How to complete this task: Below are some records; output all of them exactly as they read.

Stored records:
━━━

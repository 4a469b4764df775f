//! Health check over all configured connections.

use std::sync::Arc;

use serde::Serialize;

use crate::provider::LdapConnectionProvider;

/// Outcome of one check.
#[derive(Debug, Clone, Copy, PartialEq, Eq, Serialize)]
#[serde(rename_all = "lowercase")]
pub enum CheckStatus {
    /// The check passed.
    Success,
    /// The check failed.
    Failure,
}

/// Result of one health check.
#[derive(Debug, Clone, PartialEq, Eq, Serialize)]
pub struct CheckResult {
    /// What was checked.
    pub description: String,
    /// Outcome.
    pub status: CheckStatus,
    /// Failure message.
    #[serde(skip_serializing_if = "Option::is_none")]
    pub message: Option<String>,
}

impl CheckResult {
    fn from_outcome<E: std::fmt::Display>(description: String, outcome: Result<(), E>) -> Self {
        match outcome {
            Ok(()) => Self {
                description,
                status: CheckStatus::Success,
                message: None,
            },
            Err(e) => Self {
                description,
                status: CheckStatus::Failure,
                message: Some(e.to_string()),
            },
        }
    }

    /// Returns true if the check passed.
    #[must_use]
    pub fn is_success(&self) -> bool {
        self.status == CheckStatus::Success
    }
}

/// Checks connectivity and required attributes of every connection.
#[derive(Debug, Clone)]
pub struct HealthCheck {
    provider: Arc<LdapConnectionProvider>,
}

impl HealthCheck {
    /// Name under which the check reports.
    pub const NAME: &'static str = "relay-ldap";

    /// Creates a health check over `provider`.
    #[must_use]
    pub const fn new(provider: Arc<LdapConnectionProvider>) -> Self {
        Self { provider }
    }

    /// Runs both checks for each configured connection, in identifier
    /// order.
    pub async fn check(&self) -> Vec<CheckResult> {
        let mut results = Vec::new();
        for identifier in self.provider.connection_identifiers() {
            let connection = match self.provider.get_connection(&identifier) {
                Ok(connection) => connection,
                Err(e) => {
                    results.push(CheckResult::from_outcome(
                        format!("Check if we can connect to the LDAP connection {identifier}"),
                        Err(e),
                    ));
                    continue;
                }
            };

            let connected = connection.check_connection().await;
            results.push(CheckResult::from_outcome(
                format!("Check if we can connect to the LDAP connection {identifier}"),
                connected,
            ));

            let required = &connection.config().required_attributes;
            let attributes = connection.assert_attributes_exist(required.as_slice()).await;
            results.push(CheckResult::from_outcome(
                format!("Check if all attributes are available for {identifier}"),
                attributes,
            ));
        }

        let failed = results.iter().filter(|r| !r.is_success()).count();
        if failed > 0 {
            tracing::warn!(failed, total = results.len(), "LDAP health check failed");
        }
        results
    }
}
//! # relay-authz
//!
//! User attribute provider for authorization.
//!
//! Looks users up in a directory through [`relay_ldap`] and maps their
//! entries to declared attributes with default fallback. Listeners can
//! contribute values after the entry is loaded, and results can be cached
//! per user session.

#![forbid(unsafe_code)]
#![deny(missing_docs)]

pub mod config;
pub mod error;
pub mod event;
pub mod provider;
pub mod session;

pub use config::{AttributeDefinition, UserAttributeConfig};
pub use error::{AttributeError, AttributeResult};
pub use event::{UserDataLoadedEvent, UserDataLoadedListener};
pub use provider::{UserAttributeProvider, UserAttributes};
pub use session::UserSession;
//! Output formatting utilities.

use colored::Colorize;
use serde::Serialize;
use serde_json::Value;
use tabled::{settings::Style, Table, Tabled};

use crate::config::OutputFormat;
use crate::error::CliResult;

/// Prints a success message.
pub fn success(message: &str) {
    println!("{} {}", "✓".green().bold(), message);
}

/// Prints an error message.
pub fn error(message: &str) {
    eprintln!("{} {}", "✗".red().bold(), message);
}

/// Prints a warning message.
pub fn warning(message: &str) {
    eprintln!("{} {}", "⚠".yellow().bold(), message);
}

/// Prints an info message.
pub fn info(message: &str) {
    println!("{} {}", "ℹ".blue().bold(), message);
}

/// Outputs rows in the specified format.
///
/// Quiet mode prints `key` of each row, one per line.
pub fn output<T, F>(rows: &[T], format: OutputFormat, key: F) -> CliResult<()>
where
    T: Tabled + Serialize,
    F: Fn(&T) -> &str,
{
    match format {
        OutputFormat::Table => {
            if rows.is_empty() {
                info("No results found.");
            } else {
                println!("{}", Table::new(rows).with(Style::rounded()));
            }
        }
        OutputFormat::Json => println!("{}", serde_json::to_string_pretty(rows)?),
        OutputFormat::Yaml => {
            for row in rows {
                print!("{}", to_yaml(&serde_json::to_value(row)?, 0));
                println!();
            }
        }
        OutputFormat::Quiet => {
            for row in rows {
                println!("{}", key(row));
            }
        }
    }
    Ok(())
}

/// Outputs a single document. Tables fall back to the YAML layout.
pub fn output_single<T: Serialize>(item: &T, format: OutputFormat) -> CliResult<()> {
    match format {
        OutputFormat::Table | OutputFormat::Yaml => {
            print!("{}", to_yaml(&serde_json::to_value(item)?, 0));
        }
        OutputFormat::Json => println!("{}", serde_json::to_string_pretty(item)?),
        OutputFormat::Quiet => {}
    }
    Ok(())
}

fn scalar(value: &Value) -> String {
    match value {
        Value::Null => "null".to_string(),
        Value::String(s) => s.clone(),
        other => other.to_string(),
    }
}

/// Renders a JSON value as YAML-like text.
#[must_use]
pub fn to_yaml(value: &Value, indent: usize) -> String {
    let prefix = "  ".repeat(indent);
    let mut out = String::new();

    match value {
        Value::Array(items) if items.is_empty() => out.push_str(&format!("{prefix}[]\n")),
        Value::Array(items) => {
            for item in items {
                if item.is_object() || item.is_array() {
                    out.push_str(&format!("{prefix}-\n"));
                    out.push_str(&to_yaml(item, indent + 1));
                } else {
                    out.push_str(&format!("{prefix}- {}\n", scalar(item)));
                }
            }
        }
        Value::Object(map) => {
            for (key, val) in map {
                if val.is_object() || (val.is_array() && val.as_array().is_some_and(|a| !a.is_empty())) {
                    out.push_str(&format!("{prefix}{key}:\n"));
                    out.push_str(&to_yaml(val, indent + 1));
                } else if val.is_array() {
                    out.push_str(&format!("{prefix}{key}: []\n"));
                } else {
                    out.push_str(&format!("{prefix}{key}: {}\n", scalar(val)));
                }
            }
        }
        other => out.push_str(&format!("{prefix}{}\n", scalar(other))),
    }
    out
}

━━━

Output of the task:
repository 4a469b4764df775f
//! Health check over all configured connections.

use std::sync::Arc;

use serde::Serialize;

use crate::provider::LdapConnectionProvider;

/// Outcome of one check.
#[derive(Debug, Clone, Copy, PartialEq, Eq, Serialize)]
#[serde(rename_all = "lowercase")]
pub enum CheckStatus {
    /// The check passed.
    Success,
    /// The check failed.
    Failure,
}

/// Result of one health check.
#[derive(Debug, Clone, PartialEq, Eq, Serialize)]
pub struct CheckResult {
    /// What was checked.
    pub description: String,
    /// Outcome.
    pub status: CheckStatus,
    /// Failure message.
    #[serde(skip_serializing_if = "Option::is_none")]
    pub message: Option<String>,
}

impl CheckResult {
    fn from_outcome<E: std::fmt::Display>(description: String, outcome: Result<(), E>) -> Self {
        match outcome {
            Ok(()) => Self {
                description,
                status: CheckStatus::Success,
                message: None,
            },
            Err(e) => Self {
                description,
                status: CheckStatus::Failure,
                message: Some(e.to_string()),
            },
        }
    }

    /// Returns true if the check passed.
    #[must_use]
    pub fn is_success(&self) -> bool {
        self.status == CheckStatus::Success
    }
}

/// Checks connectivity and required attributes of every connection.
#[derive(Debug, Clone)]
pub struct HealthCheck {
    provider: Arc<LdapConnectionProvider>,
}

impl HealthCheck {
    /// Name under which the check reports.
    pub const NAME: &'static str = "relay-ldap";

    /// Creates a health check over `provider`.
    #[must_use]
    pub const fn new(provider: Arc<LdapConnectionProvider>) -> Self {
        Self { provider }
    }

    /// Runs both checks for each configured connection, in identifier
    /// order.
    pub async fn check(&self) -> Vec<CheckResult> {
        let mut results = Vec::new();
        for identifier in self.provider.connection_identifiers() {
            let connection = match self.provider.get_connection(&identifier) {
                Ok(connection) => connection,
                Err(e) => {
                    results.push(CheckResult::from_outcome(
                        format!("Check if we can connect to the LDAP connection {identifier}"),
                        Err(e),
                    ));
                    continue;
                }
            };

            let connected = connection.check_connection().await;
            results.push(CheckResult::from_outcome(
                format!("Check if we can connect to the LDAP connection {identifier}"),
                connected,
            ));

            let required = &connection.config().required_attributes;
            let attributes = connection.assert_attributes_exist(required.as_slice()).await;
            results.push(CheckResult::from_outcome(
                format!("Check if all attributes are available for {identifier}"),
                attributes,
            ));
        }

        let failed = results.iter().filter(|r| !r.is_success()).count();
        if failed > 0 {
            tracing::warn!(failed, total = results.len(), "LDAP health check failed");
        }
        results
    }
}
//! # relay-authz
//!
//! User attribute provider for authorization.
//!
//! Looks users up in a directory through [`relay_ldap`] and maps their
//! entries to declared attributes with default fallback. Listeners can
//! contribute values after the entry is loaded, and results can be cached
//! per user session.

#![forbid(unsafe_code)]
#![deny(missing_docs)]

pub mod config;
pub mod error;
pub mod event;
pub mod provider;
pub mod session;

pub use config::{AttributeDefinition, UserAttributeConfig};
pub use error::{AttributeError, AttributeResult};
pub use event::{UserDataLoadedEvent, UserDataLoadedListener};
pub use provider::{UserAttributeProvider, UserAttributes};
pub use session::UserSession;
//! Output formatting utilities.

use colored::Colorize;
use serde::Serialize;
use serde_json::Value;
use tabled::{settings::Style, Table, Tabled};

use crate::config::OutputFormat;
use crate::error::CliResult;

/// Prints a success message.
pub fn success(message: &str) {
    println!("{} {}", "✓".green().bold(), message);
}

/// Prints an error message.
pub fn error(message: &str) {
    eprintln!("{} {}", "✗".red().bold(), message);
}

/// Prints a warning message.
pub fn warning(message: &str) {
    eprintln!("{} {}", "⚠".yellow().bold(), message);
}

/// Prints an info message.
pub fn info(message: &str) {
    println!("{} {}", "ℹ".blue().bold(), message);
}

/// Outputs rows in the specified format.
///
/// Quiet mode prints `key` of each row, one per line.
pub fn output<T, F>(rows: &[T], format: OutputFormat, key: F) -> CliResult<()>
where
    T: Tabled + Serialize,
    F: Fn(&T) -> &str,
{
    match format {
        OutputFormat::Table => {
            if rows.is_empty() {
                info("No results found.");
            } else {
                println!("{}", Table::new(rows).with(Style::rounded()));
            }
        }
        OutputFormat::Json => println!("{}", serde_json::to_string_pretty(rows)?),
        OutputFormat::Yaml => {
            for row in rows {
                print!("{}", to_yaml(&serde_json::to_value(row)?, 0));
                println!();
            }
        }
        OutputFormat::Quiet => {
            for row in rows {
                println!("{}", key(row));
            }
        }
    }
    Ok(())
}

/// Outputs a single document. Tables fall back to the YAML layout.
pub fn output_single<T: Serialize>(item: &T, format: OutputFormat) -> CliResult<()> {
    match format {
        OutputFormat::Table | OutputFormat::Yaml => {
            print!("{}", to_yaml(&serde_json::to_value(item)?, 0));
        }
        OutputFormat::Json => println!("{}", serde_json::to_string_pretty(item)?),
        OutputFormat::Quiet => {}
    }
    Ok(())
}

fn scalar(value: &Value) -> String {
    match value {
        Value::Null => "null".to_string(),
        Value::String(s) => s.clone(),
        other => other.to_string(),
    }
}

/// Renders a JSON value as YAML-like text.
#[must_use]
pub fn to_yaml(value: &Value, indent: usize) -> String {
    let prefix = "  ".repeat(indent);
    let mut out = String::new();

    match value {
        Value::Array(items) if items.is_empty() => out.push_str(&format!("{prefix}[]\n")),
        Value::Array(items) => {
            for item in items {
                if item.is_object() || item.is_array() {
                    out.push_str(&format!("{prefix}-\n"));
                    out.push_str(&to_yaml(item, indent + 1));
                } else {
                    out.push_str(&format!("{prefix}- {}\n", scalar(item)));
                }
            }
        }
        Value::Object(map) => {
            for (key, val) in map {
                if val.is_object() || (val.is_array() && val.as_array().is_some_and(|a| !a.is_empty())) {
                    out.push_str(&format!("{prefix}{key}:\n"));
                    out.push_str(&to_yaml(val, indent + 1));
                } else if val.is_array() {
                    out.push_str(&format!("{prefix}{key}: []\n"));
                } else {
                    out.push_str(&format!("{prefix}{key}: {}\n", scalar(val)));
                }
            }
        }
        other => out.push_str(&format!("{prefix}{}\n", scalar(other))),
    }
    out
}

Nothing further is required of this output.